● **Task to carry out**:
Give back the full data character for character.

● **Records to process**:
══════════════════════════════

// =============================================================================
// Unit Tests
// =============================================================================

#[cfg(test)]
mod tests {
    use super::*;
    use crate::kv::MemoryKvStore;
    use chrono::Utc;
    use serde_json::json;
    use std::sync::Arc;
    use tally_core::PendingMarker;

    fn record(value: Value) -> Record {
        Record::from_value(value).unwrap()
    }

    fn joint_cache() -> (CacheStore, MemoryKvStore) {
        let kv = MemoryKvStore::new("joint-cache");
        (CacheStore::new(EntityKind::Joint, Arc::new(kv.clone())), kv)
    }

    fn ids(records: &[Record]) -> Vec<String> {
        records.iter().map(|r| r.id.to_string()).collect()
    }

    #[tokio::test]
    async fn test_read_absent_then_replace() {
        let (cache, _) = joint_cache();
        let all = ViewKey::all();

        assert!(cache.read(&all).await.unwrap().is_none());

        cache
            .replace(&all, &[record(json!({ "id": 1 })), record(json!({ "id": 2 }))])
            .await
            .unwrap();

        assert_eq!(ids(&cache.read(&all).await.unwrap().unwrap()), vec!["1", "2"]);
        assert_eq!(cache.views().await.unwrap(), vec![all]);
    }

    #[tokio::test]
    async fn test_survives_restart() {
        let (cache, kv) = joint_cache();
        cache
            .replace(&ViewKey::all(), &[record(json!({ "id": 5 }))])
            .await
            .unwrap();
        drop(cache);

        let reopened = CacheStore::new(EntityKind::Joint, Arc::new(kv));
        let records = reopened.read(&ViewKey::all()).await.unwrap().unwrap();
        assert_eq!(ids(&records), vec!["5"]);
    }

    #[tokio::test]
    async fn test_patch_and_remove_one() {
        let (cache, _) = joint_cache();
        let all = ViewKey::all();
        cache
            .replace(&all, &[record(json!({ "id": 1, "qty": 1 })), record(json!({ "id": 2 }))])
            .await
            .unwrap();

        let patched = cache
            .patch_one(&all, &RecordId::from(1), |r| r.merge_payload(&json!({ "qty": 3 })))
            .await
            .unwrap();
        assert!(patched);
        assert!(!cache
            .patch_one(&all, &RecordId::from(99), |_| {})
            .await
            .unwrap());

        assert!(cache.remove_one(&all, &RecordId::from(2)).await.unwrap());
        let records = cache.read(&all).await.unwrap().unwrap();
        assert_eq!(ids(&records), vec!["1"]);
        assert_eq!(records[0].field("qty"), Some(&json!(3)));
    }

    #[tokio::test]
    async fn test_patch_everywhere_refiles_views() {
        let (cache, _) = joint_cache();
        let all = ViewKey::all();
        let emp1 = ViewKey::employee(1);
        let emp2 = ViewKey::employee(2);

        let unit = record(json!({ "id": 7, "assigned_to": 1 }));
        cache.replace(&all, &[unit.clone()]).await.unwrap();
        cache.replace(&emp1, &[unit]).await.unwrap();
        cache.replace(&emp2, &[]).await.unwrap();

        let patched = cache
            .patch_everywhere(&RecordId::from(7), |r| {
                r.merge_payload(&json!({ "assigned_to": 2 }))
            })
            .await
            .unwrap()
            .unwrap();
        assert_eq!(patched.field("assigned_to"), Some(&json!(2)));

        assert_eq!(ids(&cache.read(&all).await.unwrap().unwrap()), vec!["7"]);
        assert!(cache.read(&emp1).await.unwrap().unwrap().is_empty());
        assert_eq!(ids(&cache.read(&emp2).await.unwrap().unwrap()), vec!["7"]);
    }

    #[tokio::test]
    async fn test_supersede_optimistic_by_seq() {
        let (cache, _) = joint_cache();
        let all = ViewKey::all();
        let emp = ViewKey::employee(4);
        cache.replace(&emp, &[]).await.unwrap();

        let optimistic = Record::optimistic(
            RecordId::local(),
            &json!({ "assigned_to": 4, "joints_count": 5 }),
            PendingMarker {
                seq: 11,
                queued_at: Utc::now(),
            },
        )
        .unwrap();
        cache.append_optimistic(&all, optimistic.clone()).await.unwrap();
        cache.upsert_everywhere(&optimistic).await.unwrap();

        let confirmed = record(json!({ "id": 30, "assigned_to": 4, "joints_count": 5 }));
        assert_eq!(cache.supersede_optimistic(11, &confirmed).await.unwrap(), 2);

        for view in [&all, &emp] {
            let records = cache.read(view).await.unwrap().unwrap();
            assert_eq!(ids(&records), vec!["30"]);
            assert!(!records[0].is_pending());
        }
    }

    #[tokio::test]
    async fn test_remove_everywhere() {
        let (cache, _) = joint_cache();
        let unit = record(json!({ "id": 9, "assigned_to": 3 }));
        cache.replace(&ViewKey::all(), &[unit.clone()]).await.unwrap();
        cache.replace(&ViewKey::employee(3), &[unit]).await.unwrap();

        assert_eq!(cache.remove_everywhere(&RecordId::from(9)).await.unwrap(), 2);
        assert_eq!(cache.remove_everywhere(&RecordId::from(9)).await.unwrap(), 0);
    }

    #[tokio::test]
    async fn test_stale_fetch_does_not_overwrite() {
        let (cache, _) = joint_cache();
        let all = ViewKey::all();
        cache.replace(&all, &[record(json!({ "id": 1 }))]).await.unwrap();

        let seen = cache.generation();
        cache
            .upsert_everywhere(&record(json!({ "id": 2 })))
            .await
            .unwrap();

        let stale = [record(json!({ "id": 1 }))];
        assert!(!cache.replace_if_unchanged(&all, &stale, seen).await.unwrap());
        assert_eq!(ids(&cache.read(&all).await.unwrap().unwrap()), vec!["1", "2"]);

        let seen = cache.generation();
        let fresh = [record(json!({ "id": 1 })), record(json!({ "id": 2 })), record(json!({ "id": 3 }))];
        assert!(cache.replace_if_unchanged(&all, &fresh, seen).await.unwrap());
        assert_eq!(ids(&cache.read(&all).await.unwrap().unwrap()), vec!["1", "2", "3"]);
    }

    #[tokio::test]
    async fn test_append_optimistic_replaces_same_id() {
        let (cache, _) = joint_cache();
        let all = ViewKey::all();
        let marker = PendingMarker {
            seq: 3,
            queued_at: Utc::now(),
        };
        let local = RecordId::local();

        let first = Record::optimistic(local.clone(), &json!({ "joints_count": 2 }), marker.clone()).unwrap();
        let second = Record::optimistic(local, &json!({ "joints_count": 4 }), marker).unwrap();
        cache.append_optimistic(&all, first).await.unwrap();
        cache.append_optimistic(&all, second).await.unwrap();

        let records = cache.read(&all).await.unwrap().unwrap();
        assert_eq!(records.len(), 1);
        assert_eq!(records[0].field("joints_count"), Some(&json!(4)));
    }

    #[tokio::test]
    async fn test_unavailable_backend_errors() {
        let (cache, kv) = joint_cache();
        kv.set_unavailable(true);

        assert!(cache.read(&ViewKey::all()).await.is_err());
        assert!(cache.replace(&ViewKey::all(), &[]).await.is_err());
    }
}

══════════════════════════════

● **Output for this task**:
// =============================================================================
// Unit Tests
// =============================================================================

#[cfg(test)]
mod tests {
    use super::*;
    use crate::kv::MemoryKvStore;
    use chrono::Utc;
    use serde_json::json;
    use std::sync::Arc;
    use tally_core::PendingMarker;

    fn record(value: Value) -> Record {
        Record::from_value(value).unwrap()
    }

    fn joint_cache() -> (CacheStore, MemoryKvStore) {
        let kv = MemoryKvStore::new("joint-cache");
        (CacheStore::new(EntityKind::Joint, Arc::new(kv.clone())), kv)
    }

    fn ids(records: &[Record]) -> Vec<String> {
        records.iter().map(|r| r.id.to_string()).collect()
    }

    #[tokio::test]
    async fn test_read_absent_then_replace() {
        let (cache, _) = joint_cache();
        let all = ViewKey::all();

        assert!(cache.read(&all).await.unwrap().is_none());

        cache
            .replace(&all, &[record(json!({ "id": 1 })), record(json!({ "id": 2 }))])
            .await
            .unwrap();

        assert_eq!(ids(&cache.read(&all).await.unwrap().unwrap()), vec!["1", "2"]);
        assert_eq!(cache.views().await.unwrap(), vec![all]);
    }

    #[tokio::test]
    async fn test_survives_restart() {
        let (cache, kv) = joint_cache();
        cache
            .replace(&ViewKey::all(), &[record(json!({ "id": 5 }))])
            .await
            .unwrap();
        drop(cache);

        let reopened = CacheStore::new(EntityKind::Joint, Arc::new(kv));
        let records = reopened.read(&ViewKey::all()).await.unwrap().unwrap();
        assert_eq!(ids(&records), vec!["5"]);
    }

    #[tokio::test]
    async fn test_patch_and_remove_one() {
        let (cache, _) = joint_cache();
        let all = ViewKey::all();
        cache
            .replace(&all, &[record(json!({ "id": 1, "qty": 1 })), record(json!({ "id": 2 }))])
            .await
            .unwrap();

        let patched = cache
            .patch_one(&all, &RecordId::from(1), |r| r.merge_payload(&json!({ "qty": 3 })))
            .await
            .unwrap();
        assert!(patched);
        assert!(!cache
            .patch_one(&all, &RecordId::from(99), |_| {})
            .await
            .unwrap());

        assert!(cache.remove_one(&all, &RecordId::from(2)).await.unwrap());
        let records = cache.read(&all).await.unwrap().unwrap();
        assert_eq!(ids(&records), vec!["1"]);
        assert_eq!(records[0].field("qty"), Some(&json!(3)));
    }

    #[tokio::test]
    async fn test_patch_everywhere_refiles_views() {
        let (cache, _) = joint_cache();
        let all = ViewKey::all();
        let emp1 = ViewKey::employee(1);
        let emp2 = ViewKey::employee(2);

        let unit = record(json!({ "id": 7, "assigned_to": 1 }));
        cache.replace(&all, &[unit.clone()]).await.unwrap();
        cache.replace(&emp1, &[unit]).await.unwrap();
        cache.replace(&emp2, &[]).await.unwrap();

        let patched = cache
            .patch_everywhere(&RecordId::from(7), |r| {
                r.merge_payload(&json!({ "assigned_to": 2 }))
            })
            .await
            .unwrap()
            .unwrap();
        assert_eq!(patched.field("assigned_to"), Some(&json!(2)));

        assert_eq!(ids(&cache.read(&all).await.unwrap().unwrap()), vec!["7"]);
        assert!(cache.read(&emp1).await.unwrap().unwrap().is_empty());
        assert_eq!(ids(&cache.read(&emp2).await.unwrap().unwrap()), vec!["7"]);
    }

    #[tokio::test]
    async fn test_supersede_optimistic_by_seq() {
        let (cache, _) = joint_cache();
        let all = ViewKey::all();
        let emp = ViewKey::employee(4);
        cache.replace(&emp, &[]).await.unwrap();

        let optimistic = Record::optimistic(
            RecordId::local(),
            &json!({ "assigned_to": 4, "joints_count": 5 }),
            PendingMarker {
                seq: 11,
                queued_at: Utc::now(),
            },
        )
        .unwrap();
        cache.append_optimistic(&all, optimistic.clone()).await.unwrap();
        cache.upsert_everywhere(&optimistic).await.unwrap();

        let confirmed = record(json!({ "id": 30, "assigned_to": 4, "joints_count": 5 }));
        assert_eq!(cache.supersede_optimistic(11, &confirmed).await.unwrap(), 2);

        for view in [&all, &emp] {
            let records = cache.read(view).await.unwrap().unwrap();
            assert_eq!(ids(&records), vec!["30"]);
            assert!(!records[0].is_pending());
        }
    }

    #[tokio::test]
    async fn test_remove_everywhere() {
        let (cache, _) = joint_cache();
        let unit = record(json!({ "id": 9, "assigned_to": 3 }));
        cache.replace(&ViewKey::all(), &[unit.clone()]).await.unwrap();
        cache.replace(&ViewKey::employee(3), &[unit]).await.unwrap();

        assert_eq!(cache.remove_everywhere(&RecordId::from(9)).await.unwrap(), 2);
        assert_eq!(cache.remove_everywhere(&RecordId::from(9)).await.unwrap(), 0);
    }

    #[tokio::test]
    async fn test_stale_fetch_does_not_overwrite() {
        let (cache, _) = joint_cache();
        let all = ViewKey::all();
        cache.replace(&all, &[record(json!({ "id": 1 }))]).await.unwrap();

        let seen = cache.generation();
        cache
            .upsert_everywhere(&record(json!({ "id": 2 })))
            .await
            .unwrap();

        let stale = [record(json!({ "id": 1 }))];
        assert!(!cache.replace_if_unchanged(&all, &stale, seen).await.unwrap());
        assert_eq!(ids(&cache.read(&all).await.unwrap().unwrap()), vec!["1", "2"]);

        let seen = cache.generation();
        let fresh = [record(json!({ "id": 1 })), record(json!({ "id": 2 })), record(json!({ "id": 3 }))];
        assert!(cache.replace_if_unchanged(&all, &fresh, seen).await.unwrap());
        assert_eq!(ids(&cache.read(&all).await.unwrap().unwrap()), vec!["1", "2", "3"]);
    }

    #[tokio::test]
    async fn test_append_optimistic_replaces_same_id() {
        let (cache, _) = joint_cache();
        let all = ViewKey::all();
        let marker = PendingMarker {
            seq: 3,
            queued_at: Utc::now(),
        };
        let local = RecordId::local();

        let first = Record::optimistic(local.clone(), &json!({ "joints_count": 2 }), marker.clone()).unwrap();
        let second = Record::optimistic(local, &json!({ "joints_count": 4 }), marker).unwrap();
        cache.append_optimistic(&all, first).await.unwrap();
        cache.append_optimistic(&all, second).await.unwrap();

        let records = cache.read(&all).await.unwrap().unwrap();
        assert_eq!(records.len(), 1);
        assert_eq!(records[0].field("joints_count"), Some(&json!(4)));
    }

    #[tokio::test]
    async fn test_unavailable_backend_errors() {
        let (cache, kv) = joint_cache();
        kv.set_unavailable(true);

        assert!(cache.read(&ViewKey::all()).await.is_err());
        assert!(cache.replace(&ViewKey::all(), &[]).await.is_err());
    }
}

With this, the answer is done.